What you give back should match the listing word for word.

┄┄┄┄┄┄┄┄┄┄┄┄┄┄┄┄┄┄┄┄

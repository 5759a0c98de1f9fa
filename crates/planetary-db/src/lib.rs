//! `SQLite` persistence layer for planetary.
//!
//! Implements the `PlanetRepository` port from `planetary-core` on top of
//! sqlx, owns the schema, and provides composition helpers for adapters.

#![deny(unsafe_code)]

pub mod factory;
pub mod repositories;
pub mod setup;

// Re-export factory for convenient access
pub use factory::CoreFactory;

// Re-export TestDb for integration tests
#[cfg(any(test, feature = "test-utils"))]
pub use factory::TestDb;

// Re-export repository implementations
pub use repositories::SqlitePlanetRepository;

// Re-export setup functions for convenient access
pub use setup::setup_database;
#[cfg(any(test, feature = "test-utils"))]
pub use setup::setup_test_database;

// Silence unused dev-dependency warnings
#[cfg(test)]
use tempfile as _;
#[cfg(test)]
use tokio_test as _;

┄┄┄┄┄┄┄┄┄┄┄┄┄┄┄┄┄┄┄┄

_SOLVED EXERCISE_.
repository 5759a0c98de1f9fa
filename crates/planetary-db/src/lib.rs
//! `SQLite` persistence layer for planetary.
//!
//! Implements the `PlanetRepository` port from `planetary-core` on top of
//! sqlx, owns the schema, and provides composition helpers for adapters.

#![deny(unsafe_code)]

pub mod factory;
pub mod repositories;
pub mod setup;

// Re-export factory for convenient access
pub use factory::CoreFactory;

// Re-export TestDb for integration tests
#[cfg(any(test, feature = "test-utils"))]
pub use factory::TestDb;

// Re-export repository implementations
pub use repositories::SqlitePlanetRepository;

// Re-export setup functions for convenient access
pub use setup::setup_database;
#[cfg(any(test, feature = "test-utils"))]
pub use setup::setup_test_database;

// Silence unused dev-dependency warnings
#[cfg(test)]
use tempfile as _;
#[cfg(test)]
use tokio_test as _;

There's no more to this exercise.